Available records:
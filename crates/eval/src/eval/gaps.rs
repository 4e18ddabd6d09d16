// Copyright (C) 2025 Vince Vasta
// SPDX-License-Identifier: Apache-2.0

//! Straight windows scan.
use showdown_cards::Rank;

use crate::game::WheelPolicy;

/// A window of consecutive ranks found by [scan].
#[derive(Debug, Clone, PartialEq, Eq)]
pub struct Run {
    /// The slot index of the highest rank in the window.
    pub top: usize,
    /// The window position in scan order, lower is stronger.
    pub priority: usize,
    /// The window slots from the top down with the pool index of the card
    /// that fills the slot.
    pub slots: Vec<(Rank, Option<usize>)>,
}

impl Run {
    /// The number of slots filled by natural cards.
    pub fn present(&self) -> usize {
        self.slots.iter().filter(|(_, idx)| idx.is_some()).count()
    }

    /// Checks if this is the A-2-3-4-5 window.
    pub fn is_wheel(&self) -> bool {
        self.slots.last().is_some_and(|(r, _)| *r == Rank::LowAce)
    }

    /// Empty slots in the order wild cards should fill them.
    ///
    /// Gaps between natural cards come first from the highest, then slots
    /// above the highest card from the closest, then slots below the lowest
    /// card.
    pub fn fill_order(&self) -> Vec<usize> {
        let filled = self
            .slots
            .iter()
            .enumerate()
            .filter_map(|(pos, (_, idx))| idx.map(|_| pos))
            .collect::<Vec<_>>();

        let (Some(&first), Some(&last)) = (filled.first(), filled.last()) else {
            return (0..self.slots.len()).collect();
        };

        let inside = (first..last).filter(|&pos| self.slots[pos].1.is_none());
        let above = (0..first).rev();
        let below = last + 1..self.slots.len();

        inside.chain(above).chain(below).collect()
    }
}

/// Finds the best window of `span` consecutive ranks that `wilds` wild cards
/// can bring to `need` cards.
///
/// The naturals are `(pool index, rank)` pairs, the first card of each rank
/// fills its slot. Windows are tried from the highest down and the first one
/// that reaches `need` is returned.
pub fn scan(
    naturals: &[(usize, Rank)],
    span: usize,
    need: usize,
    wilds: usize,
    wheel: WheelPolicy,
) -> Option<Run> {
    runs(naturals, span, need, wilds, wheel).next()
}

/// All the windows [scan] accepts, strongest first.
pub fn runs(
    naturals: &[(usize, Rank)],
    span: usize,
    need: usize,
    wilds: usize,
    wheel: WheelPolicy,
) -> impl Iterator<Item = Run> {
    let mut slots = [None; Rank::SLOTS];
    for &(idx, rank) in naturals {
        slots[rank.index()].get_or_insert(idx);
        if rank == Rank::Ace && wheel != WheelPolicy::Off {
            slots[Rank::LowAce.index()].get_or_insert(idx);
        }
    }

    let ace = Rank::Ace.index();
    let tops = if span == 0 || span > Rank::SLOTS - 1 {
        Vec::new()
    } else {
        let lowest = if wheel == WheelPolicy::Off { span } else { span - 1 };
        match wheel {
            WheelPolicy::SecondHighest if lowest < ace => std::iter::once(ace)
                .chain(std::iter::once(lowest))
                .chain((lowest + 1..ace).rev())
                .collect::<Vec<_>>(),
            _ => (lowest..=ace).rev().collect(),
        }
    };

    tops.into_iter()
        .enumerate()
        .filter_map(move |(priority, top)| {
            let window = (top + 1 - span..=top).rev();
            let present = window.clone().filter(|&slot| slots[slot].is_some()).count();
            (present + wilds >= need && present + wilds > 0).then(|| Run {
                top,
                priority,
                slots: window
                    .filter_map(|slot| Rank::from_index(slot).map(|r| (r, slots[slot])))
                    .collect(),
            })
        })
}
// Copyright (C) 2025 Vince Vasta
// SPDX-License-Identifier: Apache-2.0

//! Draw evaluators.
//!
//! A draw is a hand one card short of a flush or a straight, a straight draw
//! is open ended when its cards are consecutive with no ace, otherwise it is
//! a gutshot.
use super::{
    Match, Run,
    flush::best_suit,
    runs,
    straight::{run_naturals, take_run},
    top_label,
};
use crate::{game::HandType, pool::Attempt};

/// A suit with at least `draw_qualify` cards.
pub fn flush_draw(attempt: &mut Attempt<'_>, hand_type: HandType, pair: bool) -> Option<Match> {
    if pair && !attempt.has_pair() {
        return None;
    }

    let game = attempt.game();
    let cards = best_suit(attempt, game.draw_qualify)?;
    take_suited(attempt, cards);

    let description = format!("{}, {} High", hand_type.name(), top_token(attempt));
    Some(Match::new(attempt, hand_type.name(), description))
}

/// A window of `sf_qualify` ranks holding at least `draw_qualify` cards.
pub fn straight_draw(attempt: &mut Attempt<'_>, hand_type: HandType, pair: bool) -> Option<Match> {
    if pair && !attempt.has_pair() {
        return None;
    }

    let game = attempt.game();
    let (run, wilds) = find_draw(attempt)?;
    take_run(attempt, &run, wilds);
    attempt.fill(game.cards_in_hand);

    let name = draw_name(hand_type, is_open_ended(&run, wilds));
    let description = format!("{name}, {} High", top_label(attempt));
    Some(Match::new(attempt, name, description))
}

/// A suit with at least `draw_qualify` cards and a straight draw.
///
/// The suited cards and the straight draw are checked independently, the
/// straight draw may use cards of any suit.
pub fn straight_flush_draw(
    attempt: &mut Attempt<'_>,
    hand_type: HandType,
    pair: bool,
) -> Option<Match> {
    if pair && !attempt.has_pair() {
        return None;
    }

    let game = attempt.game();
    let suited = best_suit(attempt, game.draw_qualify)?;
    let suit = suited
        .first()
        .map(|&(idx, _)| attempt.pool().cards()[idx].suit().to_string().to_lowercase())
        .unwrap_or_default();

    let (run, wilds) = find_draw(attempt)?;
    take_run(attempt, &run, wilds);
    attempt.fill(game.cards_in_hand);

    let name = draw_name(hand_type, is_open_ended(&run, wilds));
    let description = format!("{name}, {}{suit} High", top_label(attempt));
    Some(Match::new(attempt, name, description))
}

/// Finds the best straight draw and the wild cards needed to complete it.
///
/// The highest window wins unless a lower one is open ended.
fn find_draw(attempt: &Attempt<'_>) -> Option<(Run, usize)> {
    let game = attempt.game();
    let naturals = run_naturals(attempt.pool());
    let free = attempt.free_wilds().len();
    let with_wilds = |run: Run| {
        let wilds = game.draw_qualify.saturating_sub(run.present()).min(free);
        (run, wilds)
    };

    let mut candidates = runs(
        &naturals,
        game.sf_qualify,
        game.draw_qualify,
        free,
        game.wheel_policy,
    )
    .map(with_wilds);

    let best = candidates.next()?;
    if is_open_ended(&best.0, best.1) {
        return Some(best);
    }

    candidates
        .find(|(run, wilds)| is_open_ended(run, *wilds))
        .or(Some(best))
}

fn take_suited(attempt: &mut Attempt<'_>, cards: Vec<(usize, showdown_cards::Rank)>) {
    let size = attempt.game().cards_in_hand;
    for (idx, rank) in cards.into_iter().take(size) {
        attempt.take(idx, rank);
    }

    attempt.fill(size);
}

fn top_token(attempt: &Attempt<'_>) -> String {
    attempt
        .played()
        .first()
        .map(|c| c.token())
        .unwrap_or_default()
}

fn draw_name(hand_type: HandType, open_ended: bool) -> String {
    if open_ended {
        hand_type.name().to_string()
    } else {
        format!("Gutshot {}", hand_type.name())
    }
}

/// Checks if the run cards, with `wilds` wild cards in its gaps, are
/// consecutive and have no ace.
fn is_open_ended(run: &Run, wilds: usize) -> bool {
    let mut occupied = run
        .slots
        .iter()
        .enumerate()
        .filter_map(|(pos, (_, idx))| idx.map(|_| pos))
        .chain(run.fill_order().into_iter().take(wilds))
        .collect::<Vec<_>>();
    occupied.sort_unstable();

    let consecutive = match (occupied.first(), occupied.last()) {
        (Some(first), Some(last)) => last - first + 1 == occupied.len(),
        _ => false,
    };

    consecutive && occupied.iter().all(|&pos| !run.slots[pos].0.is_ace())
}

Description of the task: Only the lines from the start of the data to the line holding "pub struct Run" are wanted; return them exactly, both ends included.

Solution to the exercise:
filename crates/eval/src/eval/gaps.rs
repository 4e18ddabd6d09d16
// Copyright (C) 2025 Vince Vasta
// SPDX-License-Identifier: Apache-2.0

//! Straight windows scan.
use showdown_cards::Rank;

use crate::game::WheelPolicy;

/// A window of consecutive ranks found by [scan].
#[derive(Debug, Clone, PartialEq, Eq)]
pub struct Run {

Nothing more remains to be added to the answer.